Copy out the entries that follow, unchanged.

[Opening RECORD SET section]

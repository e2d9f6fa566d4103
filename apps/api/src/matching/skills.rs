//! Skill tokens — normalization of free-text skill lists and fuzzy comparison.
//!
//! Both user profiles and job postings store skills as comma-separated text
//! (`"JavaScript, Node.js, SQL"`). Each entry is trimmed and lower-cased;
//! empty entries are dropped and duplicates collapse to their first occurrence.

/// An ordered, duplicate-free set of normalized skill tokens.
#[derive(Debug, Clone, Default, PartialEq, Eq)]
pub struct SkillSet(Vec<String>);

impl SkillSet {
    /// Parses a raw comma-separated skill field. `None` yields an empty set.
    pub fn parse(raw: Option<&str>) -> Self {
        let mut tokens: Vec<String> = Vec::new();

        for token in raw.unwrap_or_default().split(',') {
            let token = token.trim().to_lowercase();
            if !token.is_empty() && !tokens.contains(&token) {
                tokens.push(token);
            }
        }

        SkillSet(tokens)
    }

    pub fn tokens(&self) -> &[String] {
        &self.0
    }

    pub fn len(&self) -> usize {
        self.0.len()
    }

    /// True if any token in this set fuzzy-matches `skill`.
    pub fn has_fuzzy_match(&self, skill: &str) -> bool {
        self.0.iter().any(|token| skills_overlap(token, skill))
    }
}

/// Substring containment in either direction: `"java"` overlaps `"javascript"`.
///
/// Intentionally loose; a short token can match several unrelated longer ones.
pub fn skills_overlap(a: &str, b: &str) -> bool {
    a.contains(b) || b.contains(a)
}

[Closing RECORD SET section]

◆ EXERCISE ANSWER ◆
repository e2d9f6fa566d4103
filename apps/api/src/matching/skills.rs
//! Skill tokens — normalization of free-text skill lists and fuzzy comparison.
//!
//! Both user profiles and job postings store skills as comma-separated text
//! (`"JavaScript, Node.js, SQL"`). Each entry is trimmed and lower-cased;
//! empty entries are dropped and duplicates collapse to their first occurrence.

/// An ordered, duplicate-free set of normalized skill tokens.
#[derive(Debug, Clone, Default, PartialEq, Eq)]
pub struct SkillSet(Vec<String>);

impl SkillSet {
    /// Parses a raw comma-separated skill field. `None` yields an empty set.
    pub fn parse(raw: Option<&str>) -> Self {
        let mut tokens: Vec<String> = Vec::new();

        for token in raw.unwrap_or_default().split(',') {
            let token = token.trim().to_lowercase();
            if !token.is_empty() && !tokens.contains(&token) {
                tokens.push(token);
            }
        }

        SkillSet(tokens)
    }

    pub fn tokens(&self) -> &[String] {
        &self.0
    }

    pub fn len(&self) -> usize {
        self.0.len()
    }

    /// True if any token in this set fuzzy-matches `skill`.
    pub fn has_fuzzy_match(&self, skill: &str) -> bool {
        self.0.iter().any(|token| skills_overlap(token, skill))
    }
}

/// Substring containment in either direction: `"java"` overlaps `"javascript"`.
///
/// Intentionally loose; a short token can match several unrelated longer ones.
pub fn skills_overlap(a: &str, b: &str) -> bool {
    a.contains(b) || b.contains(a)
}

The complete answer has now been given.